Of all the gameplay elements in the botanicals-opposing-reanimated-corpses-themed tower defense video game Plants vs. Zombies 2, the most compelling and therefore the most frustrating (at least to me) are the keys (noun, not adjective – like a thing you’d put in a door to make it not be locked anymore). Keys are consumable items the utility of which in the game seems to be directly proportional to their scarcity, which makes them a really good example of what makes PvZ2[1] so successful, but also what makes it deeply troubling as a bellwether for mobile/casual games as a medium. This is because the game’s creators have devised a way to use your own brain against you and make you like it. Plenty of people have already noticed how casual games like Angry Birds (and “games” like Farmville) use the psychology of addiction to keep you playing, and many have decried the microtransaction model of games that’s becoming increasingly ascendant; but the acquisition of keys in PvZ2 seems like the most sophisticated combination of the two in a popular game thus far, and since I’ve spent the last two months playing the thing and grinding for those damn keys, I wanted at least to figure out why I’m so at its mercy and to find someone else to blame for it.

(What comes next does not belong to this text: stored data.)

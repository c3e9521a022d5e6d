use std::sync::RwLock;

use cfgtext_resolve::ChangeSet;
use cfgtext_types::NamespaceId;

use crate::error::StoreResult;
use crate::model::{AppliedChangeSet, Baseline, NamespaceInfo};
use crate::state::StoreState;
use crate::traits::ItemStore;

/// In-memory item store.
///
/// Intended for tests and embedding. The whole state sits behind one
/// `RwLock`; `apply` validates and writes under the write lock, so a change
/// set is never observed half-applied.
pub struct InMemoryItemStore {
    state: RwLock<StoreState>,
}

impl InMemoryItemStore {
    /// Create a new empty in-memory store.
    pub fn new() -> Self {
        Self {
            state: RwLock::new(StoreState::default()),
        }
    }

    /// Number of items across all namespaces.
    pub fn item_count(&self) -> usize {
        let state = self.state.read().expect("lock poisoned");
        state
            .namespaces()
            .iter()
            .filter_map(|info| state.namespace(info.id))
            .map(|record| record.items.len())
            .sum()
    }

    /// Operator recorded by the last stamped change set of a namespace.
    pub fn last_modified_by(&self, namespace: NamespaceId) -> Option<String> {
        let state = self.state.read().expect("lock poisoned");
        state
            .namespace(namespace)
            .and_then(|record| record.last_modified_by.clone())
    }
}

impl Default for InMemoryItemStore {
    fn default() -> Self {
        Self::new()
    }
}

impl ItemStore for InMemoryItemStore {
    fn create_namespace(&self, app_id: &str, cluster: &str, name: &str) -> StoreResult<NamespaceInfo> {
        let mut state = self.state.write().expect("lock poisoned");
        state.create_namespace(app_id, cluster, name)
    }

    fn find_namespace(
        &self,
        app_id: &str,
        cluster: &str,
        name: &str,
    ) -> StoreResult<Option<NamespaceInfo>> {
        let state = self.state.read().expect("lock poisoned");
        Ok(state.find_namespace(app_id, cluster, name))
    }

    fn namespace(&self, id: NamespaceId) -> StoreResult<Option<NamespaceInfo>> {
        let state = self.state.read().expect("lock poisoned");
        Ok(state.namespace(id).map(|record| record.info.clone()))
    }

    fn namespaces(&self) -> StoreResult<Vec<NamespaceInfo>> {
        let state = self.state.read().expect("lock poisoned");
        Ok(state.namespaces())
    }

    fn snapshot(&self, namespace: NamespaceId) -> StoreResult<Baseline> {
        let state = self.state.read().expect("lock poisoned");
        state.snapshot(namespace)
    }

    fn apply(
        &self,
        namespace: NamespaceId,
        expected_revision: u64,
        changes: &ChangeSet,
    ) -> StoreResult<AppliedChangeSet> {
        let mut state = self.state.write().expect("lock poisoned");
        state.apply(namespace, expected_revision, changes)
    }
}

impl std::fmt::Debug for InMemoryItemStore {
    fn fmt(&self, f: &mut std::fmt::Formatter<'_>) -> std::fmt::Result {
        f.debug_struct("InMemoryItemStore")
            .field("item_count", &self.item_count())
            .finish()
    }
}

#[cfg(test)]
mod tests {
    use std::sync::Arc;
    use std::thread;

    use super::*;
    use crate::error::StoreError;
    use cfgtext_resolve::resolve;

    fn store_with_namespace() -> (InMemoryItemStore, NamespaceId) {
        let store = InMemoryItemStore::new();
        let info = store
            .create_namespace("app", "default", "application")
            .unwrap();
        (store, info.id)
    }

    #[test]
    fn registry_lookup() {
        let (store, ns) = store_with_namespace();
        let found = store
            .find_namespace("app", "default", "application")
            .unwrap()
            .expect("should exist");
        assert_eq!(found.id, ns);
        assert!(store.find_namespace("app", "other", "application").unwrap().is_none());
        assert_eq!(store.namespace(ns).unwrap().unwrap().name, "application");
        assert_eq!(store.namespaces().unwrap().len(), 1);
    }

    #[test]
    fn apply_then_snapshot() {
        let (store, ns) = store_with_namespace();
        let changes = resolve(ns, "a=1\nb=2", &[]).unwrap();
        store.apply(ns, 0, &changes).unwrap();

        let baseline = store.snapshot(ns).unwrap();
        assert_eq!(baseline.revision, 1);
        assert_eq!(baseline.items.len(), 2);
        assert_eq!(store.item_count(), 2);
    }

    #[test]
    fn last_modified_by_tracks_stamp() {
        let (store, ns) = store_with_namespace();
        assert!(store.last_modified_by(ns).is_none());
        let changes = resolve(ns, "a=1", &[]).unwrap().with_modified_by("alice");
        store.apply(ns, 0, &changes).unwrap();
        assert_eq!(store.last_modified_by(ns).as_deref(), Some("alice"));
    }

    #[test]
    fn concurrent_edits_of_one_baseline_admit_one_winner() {
        let (store, ns) = store_with_namespace();
        let store = Arc::new(store);
        let base = store.snapshot(ns).unwrap();

        let handles: Vec<_> = (0..4)
            .map(|n| {
                let store = Arc::clone(&store);
                let base = base.clone();
                thread::spawn(move || {
                    let text = format!("writer = {n}");
                    let changes = resolve(ns, &text, &base.items).unwrap();
                    store.apply(ns, base.revision, &changes)
                })
            })
            .collect();

        let results: Vec<_> = handles.into_iter().map(|h| h.join().unwrap()).collect();
        let winners = results.iter().filter(|r| r.is_ok()).count();
        assert_eq!(winners, 1);
        assert!(results
            .iter()
            .filter_map(|r| r.as_ref().err())
            .all(|e| matches!(e, StoreError::StaleBaseline { .. })));
        assert_eq!(store.item_count(), 1);
    }

    #[test]
    fn debug_shows_item_count() {
        let store = InMemoryItemStore::new();
        assert_eq!(format!("{store:?}"), "InMemoryItemStore { item_count: 0 }");
    }
}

Four years after the original Plants vs Zombies chewed the world’s flesh into submission, the sequel (Plants vs Zombies 2: It’s About Time) has finally been released. Ever since the new game was announced, it’s been pursued by controversy like a horde of marauding undead. PopCap Games, which developed the original PvZ, was purchased in 2011 by Electronic Arts; EA was notably named by Consumerist as Worst Company in America two years in a row – beating out such heavyweights of evil as Bank of America, Ticketmaster, Weyland-Yutani, and Genocide Is Rad Incorporated – giving everyone license for pessimism. Then in 2012, halfway into the development of the sequel, PopCap fired George Fan, the Senior Game Designer who led the creation of PvZ in the first place. More disapprobation followed, with the majority opinion being that Plants vs. Zombies 2 was going to suck, and that it was probably going to suck in a very specific way that was characteristic of the perception of EA as a company and of the disheartening trend of casual games in general.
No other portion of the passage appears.